There's no better place to do it than the enclave of Naxchivan. Separated from the rest of Azerbaijan by Armenia, and pressed up against indifferent Iran, Naxchivan's only lifeblood is a narrow transport corridor to Eastern Turkey. This separation is what makes this little lozenge so rarely visited by outside travellers. And while many might consider it not worth the effort to get here, it is not without it's charms.

Naxchivan city, oddly enough the capital of the province, is likely the place any tourist will visit. It lies on a low plateau overlooking the Araz river, the natural border between Iran and Naxchivan. And on a super clear day, you might even be able to see Mt. Ararat in Eastern Turkey. But the real highlights of the city are the scattering of monuments throughout town. Some dating back to almost 1,000 years ago. The most famous, and impressive, is Momina Xatun Mausoleum (also title picture) It is easily the most recognizable Naxchivani landmark for the average Azerbaijani person. It entombed a leader and his beloved wife, although the graves themselves have been moved to Russia. The outside is adorned with beautiful patterns and engravings, many of which are in a turquoise glaze. There's a small photo exhibition inside illustrating the Mausoleum in the early 19th century. Surrounding the tower is a stone ram open air "museum".

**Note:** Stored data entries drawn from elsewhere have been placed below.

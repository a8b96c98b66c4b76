//! # Report artifacts
//!
//! The finished experiment as files: a TOML report (configuration, averaged
//! curves, lasso baseline, verdicts) that round-trips through `load`, plus two
//! tab-separated tables for plotting, one row per FDR target and one row per
//! `(simulation, threshold)` pair.

use crate::aggregate::{LassoBaseline, ThresholdSummary};
use crate::compare::{ComparisonReport, compare};
use crate::config::SimulationConfig;
use crate::runner::SimulationOutput;
use serde::{Deserialize, Serialize};
use std::fs;
use std::io::{BufWriter, Write};
use std::path::Path;
use thiserror::Error;

#[derive(Error, Debug)]
pub enum ReportError {
    #[error("Failed to read or write report file: {0}")]
    Io(#[from] std::io::Error),
    #[error("Failed to serialize report to TOML: {0}")]
    TomlSerialize(#[from] toml::ser::Error),
    #[error("Failed to parse TOML report: {0}")]
    TomlParse(#[from] toml::de::Error),
    #[error("Failed to write table: {0}")]
    Csv(#[from] csv::Error),
}

#[derive(Debug, Clone, PartialEq, Serialize, Deserialize)]
pub struct SimulationReport {
    pub contributed: usize,
    pub skipped: usize,
    pub config: SimulationConfig,
    pub thresholds: Vec<ThresholdSummary>,
    pub lasso: Option<LassoBaseline>,
    pub comparison: Option<ComparisonReport>,
}

impl SimulationReport {
    pub fn assemble(config: &SimulationConfig, output: &SimulationOutput) -> Self {
        let comparison = output
            .lasso
            .as_ref()
            .and_then(|lasso| compare(&output.curves, lasso, config.reference_target));
        Self {
            contributed: output.curves.runs,
            skipped: output.skipped(),
            config: config.clone(),
            thresholds: output.curves.summaries(),
            lasso: output.lasso.clone(),
            comparison,
        }
    }

    pub fn save(&self, path: impl AsRef<Path>) -> Result<(), ReportError> {
        let toml_string = toml::to_string_pretty(self)?;
        let mut file = BufWriter::new(fs::File::create(path)?);
        file.write_all(toml_string.as_bytes())?;
        file.flush()?;
        Ok(())
    }

    pub fn load(path: impl AsRef<Path>) -> Result<Self, ReportError> {
        let toml_string = fs::read_to_string(path)?;
        Ok(toml::from_str(&toml_string)?)
    }
}

fn tsv_writer(path: &Path) -> Result<csv::Writer<fs::File>, ReportError> {
    Ok(csv::WriterBuilder::new().delimiter(b'\t').from_path(path)?)
}

/// One row per FDR target: `target, power, fdr, mean_selected`.
pub fn write_curves_tsv(output: &SimulationOutput, path: impl AsRef<Path>) -> Result<(), ReportError> {
    let mut writer = tsv_writer(path.as_ref())?;
    for summary in output.curves.summaries() {
        writer.serialize(summary)?;
    }
    writer.flush()?;
    Ok(())
}

#[derive(Debug, Serialize)]
struct RunRow {
    sim: usize,
    threshold: usize,
    target: f64,
    selected: usize,
    true_positives: usize,
    false_positives: usize,
    false_negatives: usize,
    power: f64,
    fdr: f64,
}

/// One row per completed simulation and threshold.
pub fn write_runs_tsv(output: &SimulationOutput, path: impl AsRef<Path>) -> Result<(), ReportError> {
    let mut writer = tsv_writer(path.as_ref())?;
    for record in output.results.completed() {
        for (threshold, (entry, outcome)) in record
            .knockoff
            .iter()
            .zip(&record.knockoff_outcomes)
            .enumerate()
        {
            writer.serialize(RunRow {
                sim: record.sim,
                threshold,
                target: entry.target,
                selected: outcome.selected(),
                true_positives: outcome.true_positives,
                false_positives: outcome.false_positives,
                false_negatives: outcome.false_negatives,
                power: outcome.power,
                fdr: outcome.fdr,
            })?;
        }
    }
    writer.flush()?;
    Ok(())
}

Other than the mausoleum, there are a couple of other monuments and sights. For something different, there's a mausoleum. Built by the same architect as it's larger neighbour is the mausoleum of Yusif Huseynoglu. Who was apparently some guy who did something. It's a little hidden in the back streets, so the reward is just looking for it. There are a few museums and mosque here and there, but really nothing spectacular. Just on the outskirts of town, on the road to Turkey, there is a war memorial. It is really nicely set on a small hill, and has a well-manicured park which is great for watching some of Naxchivan's older citizens. Although you are certain to get more than your fair share of stares.

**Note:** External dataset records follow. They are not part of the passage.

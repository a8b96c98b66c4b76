use serde::{Deserialize, Serialize};
use std::collections::BTreeSet;
use std::ops::Deref;
use thiserror::Error;

/// Indices of the variables a selector kept, in ascending order.
#[repr(transparent)]
#[derive(Clone, Debug, Default, PartialEq, Eq, Serialize, Deserialize)]
pub struct SelectedSet(pub BTreeSet<usize>);

impl Deref for SelectedSet {
    type Target = BTreeSet<usize>;

    fn deref(&self) -> &Self::Target {
        &self.0
    }
}

impl FromIterator<usize> for SelectedSet {
    fn from_iter<I: IntoIterator<Item = usize>>(iter: I) -> Self {
        Self(iter.into_iter().collect())
    }
}

/// The ground truth: positions carrying a non-zero coefficient in the generative model.
#[repr(transparent)]
#[derive(Clone, Debug, Default, PartialEq, Eq, Serialize, Deserialize)]
pub struct TrueSupport(pub BTreeSet<usize>);

impl TrueSupport {
    /// Number of causal variables, `k`.
    pub fn k(&self) -> usize {
        self.0.len()
    }
}

impl Deref for TrueSupport {
    type Target = BTreeSet<usize>;

    fn deref(&self) -> &Self::Target {
        &self.0
    }
}

impl FromIterator<usize> for TrueSupport {
    fn from_iter<I: IntoIterator<Item = usize>>(iter: I) -> Self {
        Self(iter.into_iter().collect())
    }
}

/// Raised when a knockoff selector hands back a different number of selected sets
/// than there are FDR targets. Never truncated or padded.
#[derive(Error, Debug, Clone, PartialEq, Eq)]
#[error("knockoff selector returned {found} selected sets for {expected} FDR targets")]
pub struct AlignmentError {
    pub expected: usize,
    pub found: usize,
}

/// One target FDR level together with the variables selected at that level.
#[derive(Clone, Debug, PartialEq, Serialize, Deserialize)]
pub struct ThresholdSelection {
    pub target: f64,
    pub selected: SelectedSet,
}

/// The knockoff filter's output for a whole threshold sweep.
///
/// Targets and selected sets live in the same entries, so there is no second
/// independently indexed sequence that could drift out of step with the first.
#[derive(Clone, Debug, PartialEq, Serialize, Deserialize)]
pub struct KnockoffSelection {
    thresholds: Vec<ThresholdSelection>,
}

impl KnockoffSelection {
    /// Pairs `targets[j]` with `sets[j]`. Fails unless both have the same length.
    pub fn zip(targets: &[f64], sets: Vec<SelectedSet>) -> Result<Self, AlignmentError> {
        if targets.len() != sets.len() {
            return Err(AlignmentError {
                expected: targets.len(),
                found: sets.len(),
            });
        }
        let thresholds = targets
            .iter()
            .zip(sets)
            .map(|(&target, selected)| ThresholdSelection { target, selected })
            .collect();
        Ok(Self { thresholds })
    }

    pub fn len(&self) -> usize {
        self.thresholds.len()
    }

    pub fn is_empty(&self) -> bool {
        self.thresholds.is_empty()
    }

    pub fn get(&self, threshold_index: usize) -> Option<&ThresholdSelection> {
        self.thresholds.get(threshold_index)
    }

    pub fn iter(&self) -> std::slice::Iter<'_, ThresholdSelection> {
        self.thresholds.iter()
    }

    pub fn targets(&self) -> Vec<f64> {
        self.thresholds.iter().map(|entry| entry.target).collect()
    }
}

impl<'a> IntoIterator for &'a KnockoffSelection {
    type Item = &'a ThresholdSelection;
    type IntoIter = std::slice::Iter<'a, ThresholdSelection>;

    fn into_iter(self) -> Self::IntoIter {
        self.thresholds.iter()
    }
}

Overall, due to the fact that Naxchivan requires a fair bit of resourcefulness to visit, I'm not sure that I'd recommend it. You have one of three ways to get to Naxchivan. The most logical is by flying from Baku. Unfortunately, the heavily subsidised flights don't really benefit foreigners as locals pay $35 and foreigners pay $100. Furthermore, getting a flight has it's challenges and it is not uncommon to wait for a week as demand far exceeds supply. The other option is by entering overland via one of the two borders. Naxchivan has borders with Turkey and Iran, both open. I entered and exited via Turkey, and believe me, TAKE A TAXI!!! Buses can be caught at the border for hours, whereas a taxi will drop you off on one side, you walk across and get a different one on the other side. The problem is by entering overland you will need 2 Azerbaijani visas if you want to visit the rest of the country. And at a cost of up to $131, it's expensive. Not to mention the new requirement of a letter of invitation make it even more challenging.

Should you manage to get a flight, Naxchivan would make for an interesting alternative route through the region. Visitors are rare here and kept at a distance. Any exploration near the Armenian border might even be treated with hostility. But at a much slower pace than the rest of Azerbaijan, Naxchivan is a comfortable place to relax while preparing for onward travel.